Breaking the after dinner sugar loop

To feel free of the desire to snack after dinner, to need a little something sweet, to eat sugar just because it's a certain time and place, you need to decide that you want that freedom more than you want the relief of the craving.

You have to decide that feeling free of the desire is more important to you than the ease of obeying it.

That it's worth your perseverance and determination to create more freedom in your life. 

And then you have to create a structure of eating which doesn't include that after-dinner treat.

A food plan for the day which you like and which feels doable.

And you have to decide ahead of time, before you have the urge for sugar after a hard day and you're sat on the sofa in front of Too Much, that you ARE going to allow that urge to exist within you WITHOUT obeying it. 

You have to believe that you're someone who follows through on your word and you said you weren't going to eat the friggin snack. 

That you're someone who's learning how to eat in integrity with your future self because you know that you would feel so much better if you were free of this evening eating HABIT and if chocolate didn't feel like it was more powerful than you.

And when you feel the urge, because you will at first, you let it exist within you without doing anything.

You just sit there... reminding yourself that you knew this was going to happen and that it's absolutely worthwhile (no matter what your primal brain is telling you) to allow the urge to bubble away inside of you without fear or panic. 

You don't reject or resist it. You just notice and observe it without doing anything. 

Eventually it passes and you go to bed and wake up the next day feeling so damn proud of doing something different.

Of proving to yourself that your urges and feelings don't define your actions.

That you could withstand the loud, unnerving and restless feeling of the craving and nothing bad happened.

In fact, you can hear whispers that maybe only good things will come from this pursuit, even if it feels hard along the way. 

And then you have to repeat this process until eventually you notice your brain and body doesn't present you with the desire at all. 

It's 8pm.

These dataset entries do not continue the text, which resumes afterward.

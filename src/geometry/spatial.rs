// SPDX-License-Identifier: Apache-2.0
// Copyright (c) 2025 Polyframe Inc.

//! Bounding volume tree over indexed items.
//!
//! Items are triangles (box of three corners, anchored at the centroid) or
//! vertices (degenerate box at the point itself). The same tree answers range
//! queries in two inclusion modes and nearest-anchor queries. The exhaustive
//! [`linear_search`] and [`linear_nearest`] return exactly the same answers and
//! back the cross-check tests.

use super::{BoundingBox, Real};
use nalgebra::Point3;
use std::cmp::Ordering;

/// Items per leaf before a node is split.
pub const DEFAULT_LEAF_CAPACITY: usize = 15;

const MAX_DEPTH: usize = 48;

/// One indexed item.
#[derive(Debug, Clone, Copy, PartialEq)]
pub struct SpatialEntry<T: Real> {
    /// Caller-side index of the item.
    pub item: usize,
    /// Box over all defining points.
    pub bbox: BoundingBox<T>,
    /// Representative point used by nearest queries.
    pub anchor: Point3<T>,
}

impl<T: Real> SpatialEntry<T> {
    pub fn point(item: usize, position: Point3<T>) -> Self {
        Self {
            item,
            bbox: BoundingBox::from_point(position),
            anchor: position,
        }
    }

    pub fn triangle(item: usize, corners: &[Point3<T>; 3]) -> Self {
        Self {
            item,
            bbox: BoundingBox::from_points(corners.iter()),
            anchor: super::triangle::centroid(corners),
        }
    }

    /// Inclusion predicate shared by the tree and the linear scan.
    ///
    /// With `every` the whole box must sit inside `query`, which for an
    /// axis-aligned query is the same as every defining point being inside.
    /// Otherwise any overlap, touching included, is enough.
    #[inline]
    pub fn matches(&self, query: &BoundingBox<T>, every: bool) -> bool {
        if every {
            query.contains_box(&self.bbox)
        } else {
            query.intersects(&self.bbox)
        }
    }
}

#[derive(Debug, Clone)]
struct SpatialNode<T: Real> {
    /// Union of the item boxes below this node.
    bbox: BoundingBox<T>,
    /// Union of the anchors below this node, used to prune nearest queries.
    anchor_bounds: BoundingBox<T>,
    left: Option<Box<SpatialNode<T>>>,
    right: Option<Box<SpatialNode<T>>>,
    /// Items (leaf nodes only).
    entries: Vec<SpatialEntry<T>>,
}

impl<T: Real> SpatialNode<T> {
    fn leaf(entries: Vec<SpatialEntry<T>>) -> Self {
        let (bbox, anchor_bounds) = bounds_of(&entries);
        Self {
            bbox,
            anchor_bounds,
            left: None,
            right: None,
            entries,
        }
    }

    fn internal(left: Box<SpatialNode<T>>, right: Box<SpatialNode<T>>) -> Self {
        Self {
            bbox: left.bbox.union(&right.bbox),
            anchor_bounds: left.anchor_bounds.union(&right.anchor_bounds),
            left: Some(left),
            right: Some(right),
            entries: Vec::new(),
        }
    }

    fn is_leaf(&self) -> bool {
        self.left.is_none() && self.right.is_none()
    }

    fn children(&self) -> impl Iterator<Item = &SpatialNode<T>> {
        self.left.iter().chain(self.right.iter()).map(|child| &**child)
    }
}

fn bounds_of<T: Real>(entries: &[SpatialEntry<T>]) -> (BoundingBox<T>, BoundingBox<T>) {
    let mut bbox = BoundingBox::empty();
    let mut anchors = BoundingBox::empty();
    for entry in entries {
        bbox.merge(&entry.bbox);
        anchors.expand_to_include(&entry.anchor);
    }
    (bbox, anchors)
}

/// Running best candidate of a nearest query.
#[derive(Debug, Clone, Copy)]
struct Best<T: Real> {
    item: usize,
    distance_squared: T,
}

impl<T: Real> Best<T> {
    /// Smaller distance wins; equal distances go to the smaller item index so
    /// traversal order never changes the answer.
    fn offer(best: &mut Option<Best<T>>, item: usize, distance_squared: T) {
        let better = match best {
            None => true,
            Some(current) => {
                distance_squared < current.distance_squared
                    || (distance_squared == current.distance_squared && item < current.item)
            }
        };
        if better {
            *best = Some(Best {
                item,
                distance_squared,
            });
        }
    }
}

/// Bounding volume tree with median splits along the longest axis.
#[derive(Debug, Clone)]
pub struct SpatialTree<T: Real> {
    root: SpatialNode<T>,
    len: usize,
    leaf_capacity: usize,
}

impl<T: Real> Default for SpatialTree<T> {
    fn default() -> Self {
        Self::empty()
    }
}

impl<T: Real> SpatialTree<T> {
    /// A valid tree with no items.
    pub fn empty() -> Self {
        Self {
            root: SpatialNode::leaf(Vec::new()),
            len: 0,
            leaf_capacity: DEFAULT_LEAF_CAPACITY,
        }
    }

    /// Build with the default leaf capacity.
    pub fn build(entries: Vec<SpatialEntry<T>>) -> Self {
        Self::build_with_capacity(entries, DEFAULT_LEAF_CAPACITY)
    }

    pub fn build_with_capacity(entries: Vec<SpatialEntry<T>>, leaf_capacity: usize) -> Self {
        let leaf_capacity = leaf_capacity.max(1);
        let len = entries.len();
        if entries.is_empty() {
            return Self {
                leaf_capacity,
                ..Self::empty()
            };
        }

        let root = Self::build_recursive(entries, leaf_capacity, 0);
        Self {
            root,
            len,
            leaf_capacity,
        }
    }

    fn build_recursive(
        mut entries: Vec<SpatialEntry<T>>,
        leaf_capacity: usize,
        depth: usize,
    ) -> SpatialNode<T> {
        if entries.len() <= leaf_capacity || depth >= MAX_DEPTH {
            return SpatialNode::leaf(entries);
        }

        // Split along the longest axis of the item box centres
        let mut centres = BoundingBox::empty();
        for entry in &entries {
            centres.expand_to_include(&entry.bbox.center());
        }
        let axis = centres.longest_axis();

        // Stable sort keeps equal keys in input order, so builds are reproducible
        entries.sort_by(|a, b| {
            let ca = a.bbox.center()[axis];
            let cb = b.bbox.center()[axis];
            ca.partial_cmp(&cb).unwrap_or(Ordering::Equal)
        });

        let right_entries = entries.split_off(entries.len() / 2);
        let left = Box::new(Self::build_recursive(entries, leaf_capacity, depth + 1));
        let right = Box::new(Self::build_recursive(right_entries, leaf_capacity, depth + 1));

        SpatialNode::internal(left, right)
    }

    pub fn len(&self) -> usize {
        self.len
    }

    pub fn is_empty(&self) -> bool {
        self.len == 0
    }

    pub fn leaf_capacity(&self) -> usize {
        self.leaf_capacity
    }

    /// Union of all item boxes; empty for an empty tree.
    pub fn bounds(&self) -> BoundingBox<T> {
        self.root.bbox
    }

    /// Items matching `query` under the chosen inclusion mode, in traversal order.
    pub fn search(&self, query: &BoundingBox<T>, every: bool) -> Vec<usize> {
        let mut result = Vec::new();
        if !self.is_empty() {
            Self::search_recursive(&self.root, query, every, &mut result);
        }
        result
    }

    fn search_recursive(
        node: &SpatialNode<T>,
        query: &BoundingBox<T>,
        every: bool,
        result: &mut Vec<usize>,
    ) {
        // Both modes need the item box to touch the query box
        if !query.intersects(&node.bbox) {
            return;
        }

        if node.is_leaf() {
            // A fully enclosed leaf needs no per-item test
            if query.contains_box(&node.bbox) {
                result.extend(node.entries.iter().map(|entry| entry.item));
            } else {
                result.extend(
                    node.entries
                        .iter()
                        .filter(|entry| entry.matches(query, every))
                        .map(|entry| entry.item),
                );
            }
            return;
        }

        for child in node.children() {
            Self::search_recursive(child, query, every, result);
        }
    }

    /// Item whose anchor is closest to `point`, with its squared distance.
    pub fn nearest_with_distance(&self, point: &Point3<T>) -> Option<(usize, T)> {
        if self.is_empty() {
            return None;
        }
        let mut best = None;
        Self::nearest_recursive(&self.root, point, &mut best);
        best.map(|b| (b.item, b.distance_squared))
    }

    /// Item whose anchor is closest to `point`; `None` for an empty tree.
    pub fn nearest(&self, point: &Point3<T>) -> Option<usize> {
        self.nearest_with_distance(point).map(|(item, _)| item)
    }

    fn nearest_recursive(node: &SpatialNode<T>, point: &Point3<T>, best: &mut Option<Best<T>>) {
        if let Some(current) = best {
            // Equal bound is still explored: it may hold a tie with a smaller index
            if node.anchor_bounds.distance_squared(point) > current.distance_squared {
                return;
            }
        }

        if node.is_leaf() {
            for entry in &node.entries {
                let d2 = (entry.anchor - point).norm_squared();
                Best::offer(best, entry.item, d2);
            }
            return;
        }

        let (Some(left), Some(right)) = (&node.left, &node.right) else {
            return;
        };
        let dl = left.anchor_bounds.distance_squared(point);
        let dr = right.anchor_bounds.distance_squared(point);
        let (first, second) = if dr < dl { (right, left) } else { (left, right) };
        Self::nearest_recursive(first, point, best);
        Self::nearest_recursive(second, point, best);
    }

    /// Items whose anchor lies within `radius` of `point`, boundary included.
    pub fn within(&self, point: &Point3<T>, radius: T) -> Vec<usize> {
        let mut result = Vec::new();
        if !self.is_empty() {
            Self::within_recursive(&self.root, point, radius * radius, &mut result);
        }
        result
    }

    fn within_recursive(
        node: &SpatialNode<T>,
        point: &Point3<T>,
        radius_squared: T,
        result: &mut Vec<usize>,
    ) {
        if node.anchor_bounds.distance_squared(point) > radius_squared {
            return;
        }
        if node.is_leaf() {
            result.extend(
                node.entries
                    .iter()
                    .filter(|entry| (entry.anchor - point).norm_squared() <= radius_squared)
                    .map(|entry| entry.item),
            );
            return;
        }
        for child in node.children() {
            Self::within_recursive(child, point, radius_squared, result);
        }
    }

    pub fn node_count(&self) -> usize {
        fn count<T: Real>(node: &SpatialNode<T>) -> usize {
            1 + node.children().map(count).sum::<usize>()
        }
        count(&self.root)
    }

    pub fn depth(&self) -> usize {
        fn depth<T: Real>(node: &SpatialNode<T>) -> usize {
            1 + node.children().map(depth).max().unwrap_or(0)
        }
        depth(&self.root)
    }

    /// Approximate heap footprint in bytes: nodes plus item storage.
    pub fn memory_size(&self) -> usize {
        std::mem::size_of::<Self>()
            + self.node_count() * std::mem::size_of::<SpatialNode<T>>()
            + self.len * std::mem::size_of::<SpatialEntry<T>>()
    }
}

/// Exhaustive counterpart of [`SpatialTree::search`], in input order.
pub fn linear_search<T: Real>(
    entries: &[SpatialEntry<T>],
    query: &BoundingBox<T>,
    every: bool,
) -> Vec<usize> {
    entries
        .iter()
        .filter(|entry| entry.matches(query, every))
        .map(|entry| entry.item)
        .collect()
}

/// Exhaustive counterpart of [`SpatialTree::nearest`], same tie rule.
pub fn linear_nearest<T: Real>(entries: &[SpatialEntry<T>], point: &Point3<T>) -> Option<usize> {
    let mut best = None;
    for entry in entries {
        Best::offer(&mut best, entry.item, (entry.anchor - point).norm_squared());
    }
    best.map(|b| b.item)
}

You've had a turbo day. You're sat on the same sofa, dealing with the same old sh*t, you're onto the second series of your show, and you don't have desire for the sweet thing.

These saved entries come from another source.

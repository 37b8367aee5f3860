// SPDX-License-Identifier: Apache-2.0
// Copyright (c) 2025 Polyframe Inc.

//! Group tree: the registry that owns every group of one system instance.
//!
//! Groups live in a flat arena in creation order and refer to each other by
//! [`GroupId`]. The tree enforces name uniqueness among siblings, loads leaf
//! geometry and fans queries out to the leaf meshes below a group.

use super::behavior::{LeapedVertex, MoveParams, BASE_CLASS};
use super::factory::GroupFactory;
use super::node::{Group, GroupId, GroupSpec, GroupState};
use crate::config::{keys, ConfigNode, ROOT_NAME};
use crate::error::{Error, Result};
use crate::geometry::{AddReport, BoundingBox, Facet, Mesh, Real, TriangleId, TriangleRef};
use crate::io::{self, MeshFormat};
use ahash::AHashMap;
use nalgebra::Point3;
use std::path::{Path, PathBuf};
use tracing::{debug, error, info, warn};

/// Tolerance used when neither the group nor any ancestor sets one.
pub const DEFAULT_TOLERANCE: f64 = 1e-10;

/// A triangle found by a tree-level query, with the leaf it came from.
#[derive(Debug, Clone, Copy)]
pub struct GroupHit<'a, T: Real> {
    pub group: GroupId,
    pub triangle: TriangleRef<'a, T>,
}

/// Outcome of [`GroupTree::move_groups`].
#[derive(Debug, Clone, Default)]
pub struct MoveReport<T: Real> {
    /// Leaves that were moved and rebuilt, in tree order.
    pub moved: Vec<GroupId>,
    /// Vertices flagged by the leap grid, one entry per triangle corner. A
    /// vertex shared by several triangles appears once for each of them.
    pub leaped: Vec<LeapedVertex<T>>,
}

/// Owner of all groups of one system instance.
#[derive(Debug)]
pub struct GroupTree<T: Real = f64> {
    groups: Vec<Group<T>>,
    paths: AHashMap<String, GroupId>,
    factory: GroupFactory<T>,
    default_tolerance: T,
    base_dir: Option<PathBuf>,
}

impl<T: Real> Default for GroupTree<T> {
    fn default() -> Self {
        Self::new()
    }
}
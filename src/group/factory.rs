// SPDX-License-Identifier: Apache-2.0
// Copyright (c) 2025 Polyframe Inc.

//! Class-name registry for group behaviours

use super::behavior::{BaseGroup, GroupBehavior, TranslatingGroup, BASE_CLASS, TRANSLATING_CLASS};
use crate::error::{Error, Result};
use crate::geometry::Real;
use ahash::AHashMap;

/// Constructor stored per class name.
pub type GroupConstructor<T> = fn() -> Box<dyn GroupBehavior<T>>;

fn base_group<T: Real>() -> Box<dyn GroupBehavior<T>> {
    Box::new(BaseGroup)
}

fn translating_group<T: Real>() -> Box<dyn GroupBehavior<T>> {
    Box::<TranslatingGroup>::default()
}

/// Maps configuration class names to behaviour constructors.
pub struct GroupFactory<T: Real> {
    constructors: AHashMap<String, GroupConstructor<T>>,
}

impl<T: Real> GroupFactory<T> {
    /// Factory with no classes registered.
    pub fn empty() -> Self {
        Self {
            constructors: AHashMap::new(),
        }
    }

    /// Factory with the built-in classes.
    pub fn new() -> Self {
        let mut factory = Self::empty();
        factory.register(BASE_CLASS, base_group::<T>);
        factory.register(TRANSLATING_CLASS, translating_group::<T>);
        factory
    }

    /// Register or replace a class.
    pub fn register(&mut self, class_name: impl Into<String>, constructor: GroupConstructor<T>) {
        self.constructors.insert(class_name.into(), constructor);
    }

    pub fn contains(&self, class_name: &str) -> bool {
        self.constructors.contains_key(class_name)
    }

    pub fn create(&self, class_name: &str) -> Result<Box<dyn GroupBehavior<T>>> {
        self.constructors
            .get(class_name)
            .map(|constructor| constructor())
            .ok_or_else(|| Error::UnknownClass(class_name.to_string()))
    }

    /// Registered class names, sorted.
    pub fn class_names(&self) -> Vec<&str> {
        let mut names: Vec<&str> = self.constructors.keys().map(String::as_str).collect();
        names.sort_unstable();
        names
    }
}

impl<T: Real> Default for GroupFactory<T> {
    fn default() -> Self {
        Self::new()
    }
}

impl<T: Real> std::fmt::Debug for GroupFactory<T> {
    fn fmt(&self, f: &mut std::fmt::Formatter<'_>) -> std::fmt::Result {
        f.debug_struct("GroupFactory")
            .field("classes", &self.class_names())
            .finish()
    }
}

#[cfg(test)]
mod tests {
    use super::*;

    #[derive(Debug)]
    struct Marker;

    impl GroupBehavior<f64> for Marker {
        fn class_name(&self) -> &str {
            "Marker"
        }
    }

    #[test]
    fn test_builtin_classes() {
        let factory = GroupFactory::<f64>::new();
        assert_eq!(factory.class_names(), vec![BASE_CLASS, TRANSLATING_CLASS]);
        assert_eq!(factory.create(TRANSLATING_CLASS).unwrap().class_name(), TRANSLATING_CLASS);
    }

    #[test]
    fn test_unknown_class() {
        let factory = GroupFactory::<f64>::new();
        let err = factory.create("Spaceship").unwrap_err();
        assert!(matches!(err, Error::UnknownClass(name) if name == "Spaceship"));
    }

    #[test]
    fn test_register_custom_class() {
        let mut factory = GroupFactory::<f64>::empty();
        assert!(!factory.contains("Marker"));
        factory.register("Marker", || Box::new(Marker));
        assert_eq!(factory.create("Marker").unwrap().class_name(), "Marker");
    }
}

It just doesn't even come into your mind and cause you issue or unrest. 

You don't "need" anything because you've retrained your brain to do something else which feels just as natural and automatic as rewarding the urge once did. 

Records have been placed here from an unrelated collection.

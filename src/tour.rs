use std::time::{Duration, Instant};

// ---------------------------------------------------------------------------
// Steps and triggers
// ---------------------------------------------------------------------------

/// Fixed linear onboarding sequence. `Completed` is terminal and
/// non-restartable except through an explicit `restart`.
#[derive(Debug, Clone, Copy, PartialEq, Eq)]
pub enum TourStep {
    Welcome,
    ProfileLink,
    AddBankAccount,
    VideoTutorial,
    DashboardStats,
    DashboardTable,
    Completion,
    Completed,
}

#[derive(Debug, Clone, Copy, PartialEq, Eq)]
pub enum Trigger {
    /// The user acknowledged the current tooltip.
    Advance,
    /// The user finished the real action the step asks for
    /// (submitting the bank-account form).
    ActionDone,
    /// The user bailed out of the tour.
    Skip,
}

#[derive(Debug, Clone, Copy, PartialEq, Eq)]
pub enum Route {
    Dashboard,
    Profile,
}

/// Side effects the driver must execute on a transition. The engine itself
/// never navigates or persists anything.
#[derive(Debug, Clone, Copy, PartialEq, Eq)]
pub enum Effect {
    Navigate(Route),
    /// Poll (bounded) until the named pane exists before showing the step.
    AwaitTarget(&'static str),
    /// Persist `onboarding_completed = true`. A persistence failure is
    /// reported to the user but does not undo the local transition.
    PersistCompletion,
}

pub struct StepContent {
    pub title: &'static str,
    pub body: &'static str,
    pub target: Option<&'static str>,
}

/// Explicit transition table: current step × trigger → next step.
/// Anything not listed is a no-op.
fn next_step(step: TourStep, trigger: Trigger) -> Option<TourStep> {
    use TourStep::*;
    match (step, trigger) {
        (Completed, _) => None,
        (_, Trigger::Skip) => Some(Completed),
        (Welcome, Trigger::Advance) => Some(ProfileLink),
        (ProfileLink, Trigger::Advance) => Some(AddBankAccount),
        // Viewing the tooltip is not enough here; the form must be submitted.
        (AddBankAccount, Trigger::ActionDone) => Some(VideoTutorial),
        (VideoTutorial, Trigger::Advance) => Some(DashboardStats),
        (DashboardStats, Trigger::Advance) => Some(DashboardTable),
        (DashboardTable, Trigger::Advance) => Some(Completion),
        (Completion, Trigger::Advance) => Some(Completed),
        _ => None,
    }
}

fn effects_on_enter(step: TourStep) -> Vec<Effect> {
    use TourStep::*;
    match step {
        Welcome | VideoTutorial | Completion => vec![],
        ProfileLink => vec![Effect::AwaitTarget("profile-link")],
        // The form only exists on the profile page, so the engine navigates
        // there itself instead of waiting for the user to find it.
        AddBankAccount => vec![
            Effect::Navigate(Route::Profile),
            Effect::AwaitTarget("account-form"),
        ],
        DashboardStats => vec![
            Effect::Navigate(Route::Dashboard),
            Effect::AwaitTarget("stats-panel"),
        ],
        DashboardTable => vec![Effect::AwaitTarget("receipts-table")],
        Completed => vec![Effect::PersistCompletion],
    }
}

pub fn step_content(step: TourStep) -> Option<StepContent> {
    use TourStep::*;
    let content = match step {
        Welcome => StepContent {
            title: "¡Bienvenido a Ya Quedó!",
            body: "Te mostraremos cómo validar tus comprobantes de pago en unos pocos pasos.",
            target: None,
        },
        ProfileLink => StepContent {
            title: "Tu perfil",
            body: "Desde aquí administras tu negocio y tus cuentas de recaudo.",
            target: Some("profile-link"),
        },
        AddBankAccount => StepContent {
            title: "Agrega una cuenta de recaudo",
            body: "Registra la cuenta donde recibes pagos. Completa el formulario para continuar.",
            target: Some("account-form"),
        },
        VideoTutorial => StepContent {
            title: "Video tutorial",
            body: "Cuando quieras profundizar, el video tutorial está en el menú de ayuda.",
            target: None,
        },
        DashboardStats => StepContent {
            title: "Tus estadísticas",
            body: "Aquí ves el total de comprobantes, cuántos son válidos y el valor recaudado.",
            target: Some("stats-panel"),
        },
        DashboardTable => StepContent {
            title: "Tus comprobantes",
            body: "Cada pago llega a esta tabla con su estado de validación.",
            target: Some("receipts-table"),
        },
        Completion => StepContent {
            title: "¡Listo!",
            body: "Eso es todo. Puedes repetir este recorrido desde el menú de ayuda.",
            target: None,
        },
        Completed => return None,
    };
    Some(content)
}

// ---------------------------------------------------------------------------
// Engine
// ---------------------------------------------------------------------------

#[derive(Debug)]
pub struct TourEngine {
    step: TourStep,
}

impl TourEngine {
    pub fn new() -> Self {
        Self { step: TourStep::Welcome }
    }

    pub fn step(&self) -> TourStep {
        self.step
    }

    pub fn is_finished(&self) -> bool {
        self.step == TourStep::Completed
    }

    /// Re-enter the sequence from the first step. The persisted completion
    /// flag is untouched until the user reaches the end again.
    pub fn restart(&mut self) {
        self.step = TourStep::Welcome;
    }

    /// Apply a trigger. Returns the effects the driver must run for the step
    /// just entered; an unlisted combination returns no effects and leaves
    /// the step unchanged.
    pub fn handle(&mut self, trigger: Trigger) -> Vec<Effect> {
        match next_step(self.step, trigger) {
            Some(next) => {
                self.step = next;
                effects_on_enter(next)
            }
            None => vec![],
        }
    }
}

impl Default for TourEngine {
    fn default() -> Self {
        Self::new()
    }
}

// ---------------------------------------------------------------------------
// Bounded polling
// ---------------------------------------------------------------------------

/// Poll `probe` every `interval` until it returns true or `timeout` elapses.
/// Replaces the unbounded interval the step targets were originally watched
/// with: a target that never appears fails the wait instead of spinning
/// forever.
pub fn poll_until<F: FnMut() -> bool>(mut probe: F, timeout: Duration, interval: Duration) -> bool {
    let deadline = Instant::now() + timeout;
    loop {
        if probe() {
            return true;
        }
        if Instant::now() >= deadline {
            return false;
        }
        std::thread::sleep(interval);
    }
}

#[cfg(test)]
mod tests {
    use super::*;

    #[test]
    fn test_full_walkthrough_in_order() {
        let mut tour = TourEngine::new();
        assert_eq!(tour.step(), TourStep::Welcome);
        tour.handle(Trigger::Advance);
        assert_eq!(tour.step(), TourStep::ProfileLink);
        tour.handle(Trigger::Advance);
        assert_eq!(tour.step(), TourStep::AddBankAccount);
        tour.handle(Trigger::ActionDone);
        assert_eq!(tour.step(), TourStep::VideoTutorial);
        tour.handle(Trigger::Advance);
        assert_eq!(tour.step(), TourStep::DashboardStats);
        tour.handle(Trigger::Advance);
        assert_eq!(tour.step(), TourStep::DashboardTable);
        tour.handle(Trigger::Advance);
        assert_eq!(tour.step(), TourStep::Completion);
        let effects = tour.handle(Trigger::Advance);
        assert_eq!(tour.step(), TourStep::Completed);
        assert!(tour.is_finished());
        assert_eq!(effects, vec![Effect::PersistCompletion]);
    }

    #[test]
    fn test_bank_account_step_requires_real_action() {
        let mut tour = TourEngine::new();
        tour.handle(Trigger::Advance);
        tour.handle(Trigger::Advance);
        assert_eq!(tour.step(), TourStep::AddBankAccount);
        // Acknowledging the tooltip is not enough.
        let effects = tour.handle(Trigger::Advance);
        assert!(effects.is_empty());
        assert_eq!(tour.step(), TourStep::AddBankAccount);
        tour.handle(Trigger::ActionDone);
        assert_eq!(tour.step(), TourStep::VideoTutorial);
    }

    #[test]
    fn test_action_done_only_applies_to_its_step() {
        let mut tour = TourEngine::new();
        let effects = tour.handle(Trigger::ActionDone);
        assert!(effects.is_empty());
        assert_eq!(tour.step(), TourStep::Welcome);
    }

    #[test]
    fn test_skip_from_any_step_completes_and_persists() {
        let mut tour = TourEngine::new();
        tour.handle(Trigger::Advance);
        let effects = tour.handle(Trigger::Skip);
        assert!(tour.is_finished());
        assert_eq!(effects, vec![Effect::PersistCompletion]);
    }

    #[test]
    fn test_completed_is_terminal() {
        let mut tour = TourEngine::new();
        tour.handle(Trigger::Skip);
        assert!(tour.is_finished());
        assert!(tour.handle(Trigger::Advance).is_empty());
        assert!(tour.handle(Trigger::Skip).is_empty());
        assert!(tour.is_finished());
    }

    #[test]
    fn test_restart_reenters_from_welcome() {
        let mut tour = TourEngine::new();
        tour.handle(Trigger::Skip);
        assert!(tour.is_finished());
        tour.restart();
        assert_eq!(tour.step(), TourStep::Welcome);
        assert!(!tour.is_finished());
    }

    #[test]
    fn test_route_coupled_steps_navigate_first() {
        let mut tour = TourEngine::new();
        tour.handle(Trigger::Advance);
        let effects = tour.handle(Trigger::Advance); // enter AddBankAccount
        assert_eq!(
            effects,
            vec![
                Effect::Navigate(Route::Profile),
                Effect::AwaitTarget("account-form"),
            ]
        );
        tour.handle(Trigger::ActionDone);
        let effects = tour.handle(Trigger::Advance); // enter DashboardStats
        assert_eq!(
            effects,
            vec![
                Effect::Navigate(Route::Dashboard),
                Effect::AwaitTarget("stats-panel"),
            ]
        );
    }

    #[test]
    fn test_every_active_step_has_content() {
        use TourStep::*;
        for step in [
            Welcome,
            ProfileLink,
            AddBankAccount,
            VideoTutorial,
            DashboardStats,
            DashboardTable,
            Completion,
        ] {
            assert!(step_content(step).is_some(), "missing content for {step:?}");
        }
        assert!(step_content(Completed).is_none());
    }

    #[test]
    fn test_poll_until_succeeds_once_probe_passes() {
        let mut calls = 0;
        let ok = poll_until(
            || {
                calls += 1;
                calls >= 3
            },
            Duration::from_secs(1),
            Duration::from_millis(1),
        );
        assert!(ok);
        assert_eq!(calls, 3);
    }

    #[test]
    fn test_poll_until_times_out() {
        let ok = poll_until(
            || false,
            Duration::from_millis(10),
            Duration::from_millis(2),
        );
        assert!(!ok);
    }
}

You've learnt to sit with how restless you can feel at the end of the day and not make it go away by distracting it with dopamine and thinking it's worth it. 

This moment, when you're not having the craving that used to bother you so much, IS freedom. 

It's relief. 

It's capability.

It's confidence. 

It's a deep inner knowing that you CAN handle whatever is going to come your way (whether it's a tiring day or something much greater) without saying you need to eat something to cope. 

You don't need anything because you have yourself and you have the belief that you can tolerate how you feel without numbing or rejecting it. 

And it tastes WAY better than any chocolate or biscuit ever could. I promise.

If this resonates, make this after-dinner behaviour change the goal and stay laser-focused on creating it because you know that you deserve to feel free.